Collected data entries
------------------------------------------------

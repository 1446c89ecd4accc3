//! Long impulse-response convolution split across pipeline stages.
//!
//! The tap vector is cut into parts, one per pipeline stage, and every part into
//! [`CHUNK`]-tap chunks. Each chunk owns the matching segment of the sample
//! history. A sample entering a chunk is shifted in two taps at a time; the
//! oldest sample of the segment falls out the far end exactly once and becomes
//! the input of the next chunk, so the chained segments behave like one long
//! delay line. Partial sums stay in a 64-bit [`Accumulator`] that is handed from
//! stage to stage through two frame slots and only saturated and extracted by
//! the last stage.

use crate::fixed::{Accumulator, Sample, ONE};

/// Taps per chunk.
pub const CHUNK: usize = 24;

/// Shifts `x` into `state`, accumulates `coeffs . state` into `acc` and returns
/// the evicted oldest sample.
///
/// `coeffs` and `state` must have the same even length.
#[inline]
pub fn convolve_chunk(
    x: Sample,
    coeffs: &[Sample],
    state: &mut [Sample],
    acc: &mut Accumulator,
) -> Sample {
    let mut carry = x;
    for (c, s) in coeffs.chunks_exact(2).zip(state.chunks_exact_mut(2)) {
        let evicted = s[1];
        s[1] = s[0];
        s[0] = carry;
        acc.mac(c[0], s[0]);
        acc.mac(c[1], s[1]);
        carry = evicted;
    }

    carry
}

/// One channel of `TAPS`-tap convolution spread over `PARTS` pipeline stages.
#[derive(Debug, Clone)]
pub struct Convolver<const TAPS: usize, const PARTS: usize> {
    coeffs: [Sample; TAPS],
    state: [Sample; TAPS],
}

impl<const TAPS: usize, const PARTS: usize> Default for Convolver<TAPS, PARTS> {
    fn default() -> Self {
        Self::new()
    }
}

impl<const TAPS: usize, const PARTS: usize> Convolver<TAPS, PARTS> {
    /// Taps evaluated per stage.
    pub const PART_TAPS: usize = {
        assert!(PARTS > 0 && TAPS % (PARTS * CHUNK) == 0);
        TAPS / PARTS
    };

    /// Creates a convolver with an all-zero impulse response.
    pub fn new() -> Self {
        Self {
            coeffs: [0; TAPS],
            state: [0; TAPS],
        }
    }

    /// Loads a unit impulse so the convolver passes audio unchanged.
    pub fn init(&mut self) {
        self.coeffs.fill(0);
        self.coeffs[0] = ONE;
        self.reset();
    }

    /// Clears the sample history.
    pub fn reset(&mut self) {
        self.state.fill(0);
    }

    pub fn coefficients(&self) -> &[Sample; TAPS] {
        &self.coeffs
    }

    /// Writes `words` starting at tap `offset`. Words past the end are dropped.
    /// Returns how many were written.
    pub fn load(&mut self, offset: usize, words: &[Sample]) -> usize {
        let Some(dest) = self.coeffs.get_mut(offset..) else {
            return 0;
        };
        let n = dest.len().min(words.len());
        dest[..n].copy_from_slice(&words[..n]);

        n
    }

    /// Replaces the whole impulse response; missing taps are zero-padded.
    pub fn set_coefficients(&mut self, taps: &[Sample]) {
        self.coeffs.fill(0);
        self.load(0, taps);
    }

    /// Runs the chunks of part `part` on `x`, adding into `acc`.
    /// Returns the sample evicted from the part, which feeds the next part.
    #[inline]
    pub fn process_part(&mut self, part: usize, x: Sample, acc: &mut Accumulator) -> Sample {
        let part = part % PARTS;
        let start = part * Self::PART_TAPS;
        let end = start + Self::PART_TAPS;
        let coeffs = self.coeffs[start..end].chunks_exact(CHUNK);
        let state = self.state[start..end].chunks_exact_mut(CHUNK);

        coeffs
            .zip(state)
            .fold(x, |x, (c, s)| convolve_chunk(x, c, s, acc))
    }

    /// Processes part `part` with the frame conventions used by the pipeline:
    /// the running sample lives in `frame[sample_slot]` and the accumulator in
    /// `frame[acc_slot]` (high) and `frame[acc_slot + 1]` (low).
    #[inline]
    pub fn process_frame(
        &mut self,
        part: usize,
        frame: &mut [Sample],
        sample_slot: usize,
        acc_slot: usize,
    ) {
        let mut acc = Accumulator::from_slots(frame[acc_slot], frame[acc_slot + 1]);
        frame[sample_slot] = self.process_part(part, frame[sample_slot], &mut acc);
        store(frame, acc_slot, acc);
    }

    /// Whole convolution in one call, for callers that do not split the work.
    #[inline]
    pub fn process(&mut self, x: Sample) -> Sample {
        let mut acc = Accumulator::rounded();
        let mut x = x;
        for part in 0..PARTS {
            x = self.process_part(part, x, &mut acc);
        }

        acc.result()
    }
}

/// Seeds the accumulator slots with the rounding bias.
#[inline]
pub fn begin(frame: &mut [Sample], acc_slot: usize) {
    store(frame, acc_slot, Accumulator::rounded());
}

/// Saturates and extracts the accumulator held in the frame.
#[inline]
pub fn finish(frame: &[Sample], acc_slot: usize) -> Sample {
    Accumulator::from_slots(frame[acc_slot], frame[acc_slot + 1]).result()
}

#[inline]
fn store(frame: &mut [Sample], acc_slot: usize, acc: Accumulator) {
    let (hi, lo) = acc.to_slots();
    frame[acc_slot] = hi;
    frame[acc_slot + 1] = lo;
}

------------------------------------------------

Task brief: Looking at the data above, count each line that holds the word "const" and report the count alone.

Task output: 5